§ The problem
Copy exactly, and only, the lines that start at the line containing "#[derive(thiserror::Error, Debug)]" and end at the last line of the material below.

── Provided information

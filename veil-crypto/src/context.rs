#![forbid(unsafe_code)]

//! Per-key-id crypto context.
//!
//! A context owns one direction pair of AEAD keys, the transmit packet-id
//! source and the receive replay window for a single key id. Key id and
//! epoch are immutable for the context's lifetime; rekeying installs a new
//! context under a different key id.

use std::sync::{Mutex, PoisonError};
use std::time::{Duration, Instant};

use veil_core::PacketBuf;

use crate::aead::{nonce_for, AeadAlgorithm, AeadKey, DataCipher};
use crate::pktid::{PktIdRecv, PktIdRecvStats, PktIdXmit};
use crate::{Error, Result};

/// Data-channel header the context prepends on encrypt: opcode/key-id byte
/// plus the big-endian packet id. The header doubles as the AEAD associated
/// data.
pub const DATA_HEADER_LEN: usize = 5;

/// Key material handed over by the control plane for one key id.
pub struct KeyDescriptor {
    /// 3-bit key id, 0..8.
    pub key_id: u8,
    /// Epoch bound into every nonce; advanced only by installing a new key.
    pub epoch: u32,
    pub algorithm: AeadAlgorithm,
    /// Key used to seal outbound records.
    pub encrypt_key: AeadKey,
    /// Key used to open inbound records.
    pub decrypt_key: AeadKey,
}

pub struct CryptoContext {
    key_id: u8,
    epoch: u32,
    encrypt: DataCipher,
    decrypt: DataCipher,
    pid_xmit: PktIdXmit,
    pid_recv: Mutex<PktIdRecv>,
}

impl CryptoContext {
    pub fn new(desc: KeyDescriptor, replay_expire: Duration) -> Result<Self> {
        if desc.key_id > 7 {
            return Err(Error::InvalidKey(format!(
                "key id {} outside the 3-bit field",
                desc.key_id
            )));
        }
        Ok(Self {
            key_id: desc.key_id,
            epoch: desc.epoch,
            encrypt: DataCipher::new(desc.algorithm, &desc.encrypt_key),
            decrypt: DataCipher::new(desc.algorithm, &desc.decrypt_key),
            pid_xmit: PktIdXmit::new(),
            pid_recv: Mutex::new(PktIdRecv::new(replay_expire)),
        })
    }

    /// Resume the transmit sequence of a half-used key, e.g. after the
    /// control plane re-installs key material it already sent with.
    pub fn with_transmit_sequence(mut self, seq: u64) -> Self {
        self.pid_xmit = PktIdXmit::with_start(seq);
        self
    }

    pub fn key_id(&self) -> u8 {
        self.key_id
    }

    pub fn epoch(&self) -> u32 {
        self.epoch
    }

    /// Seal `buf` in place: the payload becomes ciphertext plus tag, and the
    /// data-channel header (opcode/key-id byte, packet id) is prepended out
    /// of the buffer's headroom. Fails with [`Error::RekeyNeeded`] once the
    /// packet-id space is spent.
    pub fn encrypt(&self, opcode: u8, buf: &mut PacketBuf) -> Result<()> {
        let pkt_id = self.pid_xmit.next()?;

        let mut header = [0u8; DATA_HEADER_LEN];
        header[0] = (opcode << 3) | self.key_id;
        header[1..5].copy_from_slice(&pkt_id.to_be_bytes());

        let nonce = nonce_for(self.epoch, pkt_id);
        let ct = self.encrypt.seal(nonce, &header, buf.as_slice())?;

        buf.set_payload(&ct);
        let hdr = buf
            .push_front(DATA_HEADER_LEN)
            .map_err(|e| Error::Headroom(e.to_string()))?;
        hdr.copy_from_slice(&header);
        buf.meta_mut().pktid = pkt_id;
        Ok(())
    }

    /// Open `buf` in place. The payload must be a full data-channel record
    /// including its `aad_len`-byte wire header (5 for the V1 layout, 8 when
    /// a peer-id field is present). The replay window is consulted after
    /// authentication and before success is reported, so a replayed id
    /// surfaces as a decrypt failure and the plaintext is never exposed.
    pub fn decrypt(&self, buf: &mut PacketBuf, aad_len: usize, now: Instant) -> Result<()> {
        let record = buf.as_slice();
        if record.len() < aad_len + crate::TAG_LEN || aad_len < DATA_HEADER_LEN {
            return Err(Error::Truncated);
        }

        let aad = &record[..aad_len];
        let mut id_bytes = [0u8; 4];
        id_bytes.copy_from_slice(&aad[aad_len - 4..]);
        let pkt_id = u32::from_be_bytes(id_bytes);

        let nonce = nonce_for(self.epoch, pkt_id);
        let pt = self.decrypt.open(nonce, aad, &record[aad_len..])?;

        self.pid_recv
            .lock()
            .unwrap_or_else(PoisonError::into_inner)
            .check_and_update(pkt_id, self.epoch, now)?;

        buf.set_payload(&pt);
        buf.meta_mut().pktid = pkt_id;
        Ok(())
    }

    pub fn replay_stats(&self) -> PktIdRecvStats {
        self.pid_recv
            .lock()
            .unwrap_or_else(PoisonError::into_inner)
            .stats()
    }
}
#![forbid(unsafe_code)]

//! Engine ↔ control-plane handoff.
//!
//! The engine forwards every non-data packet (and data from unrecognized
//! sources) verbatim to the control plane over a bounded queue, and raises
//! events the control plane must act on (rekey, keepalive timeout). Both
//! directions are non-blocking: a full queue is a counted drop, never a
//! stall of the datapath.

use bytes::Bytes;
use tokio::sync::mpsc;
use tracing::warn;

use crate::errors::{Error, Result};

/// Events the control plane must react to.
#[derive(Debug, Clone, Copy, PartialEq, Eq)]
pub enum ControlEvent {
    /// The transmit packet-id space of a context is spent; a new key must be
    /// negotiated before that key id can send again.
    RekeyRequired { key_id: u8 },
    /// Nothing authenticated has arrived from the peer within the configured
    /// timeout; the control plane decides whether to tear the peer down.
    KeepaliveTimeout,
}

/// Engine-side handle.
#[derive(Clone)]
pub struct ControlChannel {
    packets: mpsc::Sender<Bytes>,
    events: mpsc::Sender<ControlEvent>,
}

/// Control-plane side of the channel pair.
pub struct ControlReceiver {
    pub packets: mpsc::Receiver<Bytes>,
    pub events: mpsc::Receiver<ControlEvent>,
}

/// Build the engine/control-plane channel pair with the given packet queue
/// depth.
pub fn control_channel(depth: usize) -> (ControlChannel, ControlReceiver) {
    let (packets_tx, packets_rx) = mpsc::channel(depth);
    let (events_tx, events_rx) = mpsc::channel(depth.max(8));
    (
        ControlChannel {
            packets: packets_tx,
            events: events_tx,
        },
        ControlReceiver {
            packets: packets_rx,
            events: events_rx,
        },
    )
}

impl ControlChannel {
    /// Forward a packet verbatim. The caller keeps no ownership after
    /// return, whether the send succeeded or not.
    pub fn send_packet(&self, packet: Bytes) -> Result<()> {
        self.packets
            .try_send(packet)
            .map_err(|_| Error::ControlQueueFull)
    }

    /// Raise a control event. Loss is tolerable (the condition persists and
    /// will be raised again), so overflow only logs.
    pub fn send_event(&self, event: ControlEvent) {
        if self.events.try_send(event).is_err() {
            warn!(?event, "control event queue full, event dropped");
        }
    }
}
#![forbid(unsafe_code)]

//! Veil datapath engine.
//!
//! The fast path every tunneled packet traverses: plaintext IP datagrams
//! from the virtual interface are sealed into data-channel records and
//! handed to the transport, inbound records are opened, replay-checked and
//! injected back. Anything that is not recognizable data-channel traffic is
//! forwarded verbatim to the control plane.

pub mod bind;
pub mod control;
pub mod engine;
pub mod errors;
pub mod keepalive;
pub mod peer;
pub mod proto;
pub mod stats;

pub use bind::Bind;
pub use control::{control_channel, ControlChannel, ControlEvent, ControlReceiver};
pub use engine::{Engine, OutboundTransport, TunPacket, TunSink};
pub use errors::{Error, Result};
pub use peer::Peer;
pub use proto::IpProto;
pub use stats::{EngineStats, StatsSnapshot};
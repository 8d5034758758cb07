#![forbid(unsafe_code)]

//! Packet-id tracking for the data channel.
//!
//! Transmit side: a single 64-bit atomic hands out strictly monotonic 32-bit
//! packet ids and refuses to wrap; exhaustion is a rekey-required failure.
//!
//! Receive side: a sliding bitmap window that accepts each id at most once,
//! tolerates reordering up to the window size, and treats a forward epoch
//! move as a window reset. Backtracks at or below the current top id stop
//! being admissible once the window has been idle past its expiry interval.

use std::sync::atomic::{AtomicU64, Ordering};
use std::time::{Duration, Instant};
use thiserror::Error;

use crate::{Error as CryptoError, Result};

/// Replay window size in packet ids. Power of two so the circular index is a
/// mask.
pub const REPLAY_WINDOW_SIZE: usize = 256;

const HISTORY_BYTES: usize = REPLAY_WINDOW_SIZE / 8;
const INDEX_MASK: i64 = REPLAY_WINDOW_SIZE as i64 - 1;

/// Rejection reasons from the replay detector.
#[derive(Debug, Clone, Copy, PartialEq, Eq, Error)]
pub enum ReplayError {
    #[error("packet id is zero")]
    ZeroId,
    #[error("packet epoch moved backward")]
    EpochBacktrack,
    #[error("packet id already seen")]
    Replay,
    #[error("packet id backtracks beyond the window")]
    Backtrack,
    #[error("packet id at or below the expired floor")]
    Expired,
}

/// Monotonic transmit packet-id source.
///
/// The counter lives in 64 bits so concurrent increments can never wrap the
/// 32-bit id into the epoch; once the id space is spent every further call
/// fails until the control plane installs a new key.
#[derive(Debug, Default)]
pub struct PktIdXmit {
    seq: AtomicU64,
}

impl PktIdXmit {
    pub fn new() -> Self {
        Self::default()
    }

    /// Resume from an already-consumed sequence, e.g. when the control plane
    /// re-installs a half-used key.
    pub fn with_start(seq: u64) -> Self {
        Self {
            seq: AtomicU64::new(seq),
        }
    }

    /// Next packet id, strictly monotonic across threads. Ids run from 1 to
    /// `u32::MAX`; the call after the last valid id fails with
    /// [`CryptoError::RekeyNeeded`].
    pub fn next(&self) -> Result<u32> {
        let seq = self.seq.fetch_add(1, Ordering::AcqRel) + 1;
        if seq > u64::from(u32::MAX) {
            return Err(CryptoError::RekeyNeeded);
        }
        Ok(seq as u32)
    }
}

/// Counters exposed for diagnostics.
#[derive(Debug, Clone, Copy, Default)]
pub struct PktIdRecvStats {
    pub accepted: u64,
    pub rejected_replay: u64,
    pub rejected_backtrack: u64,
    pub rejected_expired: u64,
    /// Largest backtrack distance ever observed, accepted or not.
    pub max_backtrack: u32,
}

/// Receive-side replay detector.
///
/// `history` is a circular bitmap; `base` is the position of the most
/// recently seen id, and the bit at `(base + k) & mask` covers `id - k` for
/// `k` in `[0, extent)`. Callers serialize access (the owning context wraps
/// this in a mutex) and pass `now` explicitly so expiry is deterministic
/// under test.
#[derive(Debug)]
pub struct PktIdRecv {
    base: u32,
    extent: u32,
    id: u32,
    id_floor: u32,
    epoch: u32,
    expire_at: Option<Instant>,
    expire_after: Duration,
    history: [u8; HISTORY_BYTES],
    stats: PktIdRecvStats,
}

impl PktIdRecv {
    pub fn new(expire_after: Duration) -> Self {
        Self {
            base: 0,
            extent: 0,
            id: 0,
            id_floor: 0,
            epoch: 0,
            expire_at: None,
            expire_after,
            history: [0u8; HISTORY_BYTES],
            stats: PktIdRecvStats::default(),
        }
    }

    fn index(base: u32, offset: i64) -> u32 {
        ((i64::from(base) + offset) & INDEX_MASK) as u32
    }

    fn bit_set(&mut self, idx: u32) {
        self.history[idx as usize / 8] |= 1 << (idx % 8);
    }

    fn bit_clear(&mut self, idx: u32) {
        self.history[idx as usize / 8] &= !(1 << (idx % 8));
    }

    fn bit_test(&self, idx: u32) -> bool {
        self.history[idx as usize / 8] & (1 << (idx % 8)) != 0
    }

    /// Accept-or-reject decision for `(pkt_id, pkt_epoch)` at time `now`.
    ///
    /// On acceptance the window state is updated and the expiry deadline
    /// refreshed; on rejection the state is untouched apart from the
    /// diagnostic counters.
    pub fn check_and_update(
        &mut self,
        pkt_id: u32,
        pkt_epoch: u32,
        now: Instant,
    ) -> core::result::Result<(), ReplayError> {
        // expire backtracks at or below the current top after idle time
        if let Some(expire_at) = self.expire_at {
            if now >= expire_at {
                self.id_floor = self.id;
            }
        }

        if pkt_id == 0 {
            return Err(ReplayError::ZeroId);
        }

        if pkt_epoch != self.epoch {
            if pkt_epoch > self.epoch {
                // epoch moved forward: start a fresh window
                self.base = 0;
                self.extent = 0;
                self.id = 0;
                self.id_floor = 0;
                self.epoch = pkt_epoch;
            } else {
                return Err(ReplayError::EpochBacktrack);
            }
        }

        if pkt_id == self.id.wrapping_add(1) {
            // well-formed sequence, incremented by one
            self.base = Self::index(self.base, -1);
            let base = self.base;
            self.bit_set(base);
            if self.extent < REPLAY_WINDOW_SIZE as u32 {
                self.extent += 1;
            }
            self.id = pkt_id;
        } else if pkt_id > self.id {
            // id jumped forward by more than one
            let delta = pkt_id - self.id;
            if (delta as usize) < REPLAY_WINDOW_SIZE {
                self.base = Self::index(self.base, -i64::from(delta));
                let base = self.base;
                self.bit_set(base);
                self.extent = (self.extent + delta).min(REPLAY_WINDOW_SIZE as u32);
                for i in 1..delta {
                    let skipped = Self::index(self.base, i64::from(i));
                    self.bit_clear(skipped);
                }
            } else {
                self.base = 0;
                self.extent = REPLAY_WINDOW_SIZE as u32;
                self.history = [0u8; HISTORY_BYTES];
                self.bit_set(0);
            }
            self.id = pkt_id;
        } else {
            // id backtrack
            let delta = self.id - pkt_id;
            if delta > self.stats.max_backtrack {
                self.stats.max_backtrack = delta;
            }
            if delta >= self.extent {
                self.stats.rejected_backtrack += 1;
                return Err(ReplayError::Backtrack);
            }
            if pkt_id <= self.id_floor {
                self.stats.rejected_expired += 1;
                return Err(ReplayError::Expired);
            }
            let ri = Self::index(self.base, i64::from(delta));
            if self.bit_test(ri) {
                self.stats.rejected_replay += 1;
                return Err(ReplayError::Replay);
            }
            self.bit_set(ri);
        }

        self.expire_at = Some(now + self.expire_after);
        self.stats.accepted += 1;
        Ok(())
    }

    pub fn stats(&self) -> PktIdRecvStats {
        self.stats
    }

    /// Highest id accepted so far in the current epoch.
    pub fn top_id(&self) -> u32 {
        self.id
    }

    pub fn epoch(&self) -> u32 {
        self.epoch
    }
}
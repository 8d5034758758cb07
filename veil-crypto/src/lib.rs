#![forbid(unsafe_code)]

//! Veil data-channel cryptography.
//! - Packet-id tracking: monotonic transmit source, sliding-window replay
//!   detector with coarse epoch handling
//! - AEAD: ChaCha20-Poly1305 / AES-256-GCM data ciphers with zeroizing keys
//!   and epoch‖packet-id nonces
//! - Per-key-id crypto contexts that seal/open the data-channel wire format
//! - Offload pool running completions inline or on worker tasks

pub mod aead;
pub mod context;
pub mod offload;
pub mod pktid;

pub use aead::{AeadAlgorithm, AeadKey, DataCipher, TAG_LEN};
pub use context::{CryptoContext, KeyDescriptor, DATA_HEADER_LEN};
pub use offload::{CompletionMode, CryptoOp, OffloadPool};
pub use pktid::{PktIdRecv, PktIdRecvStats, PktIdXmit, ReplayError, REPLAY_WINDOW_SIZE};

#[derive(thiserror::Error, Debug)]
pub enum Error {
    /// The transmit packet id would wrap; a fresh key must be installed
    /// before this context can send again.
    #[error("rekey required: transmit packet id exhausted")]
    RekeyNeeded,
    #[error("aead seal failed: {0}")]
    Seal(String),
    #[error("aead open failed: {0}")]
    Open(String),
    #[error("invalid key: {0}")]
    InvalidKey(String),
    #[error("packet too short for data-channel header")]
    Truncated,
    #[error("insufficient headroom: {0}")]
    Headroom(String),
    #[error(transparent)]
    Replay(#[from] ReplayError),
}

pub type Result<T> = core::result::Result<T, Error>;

────

§ Response to this task
#[derive(thiserror::Error, Debug)]
pub enum Error {
    /// The transmit packet id would wrap; a fresh key must be installed
    /// before this context can send again.
    #[error("rekey required: transmit packet id exhausted")]
    RekeyNeeded,
    #[error("aead seal failed: {0}")]
    Seal(String),
    #[error("aead open failed: {0}")]
    Open(String),
    #[error("invalid key: {0}")]
    InvalidKey(String),
    #[error("packet too short for data-channel header")]
    Truncated,
    #[error("insufficient headroom: {0}")]
    Headroom(String),
    #[error(transparent)]
    Replay(#[from] ReplayError),
}

pub type Result<T> = core::result::Result<T, Error>;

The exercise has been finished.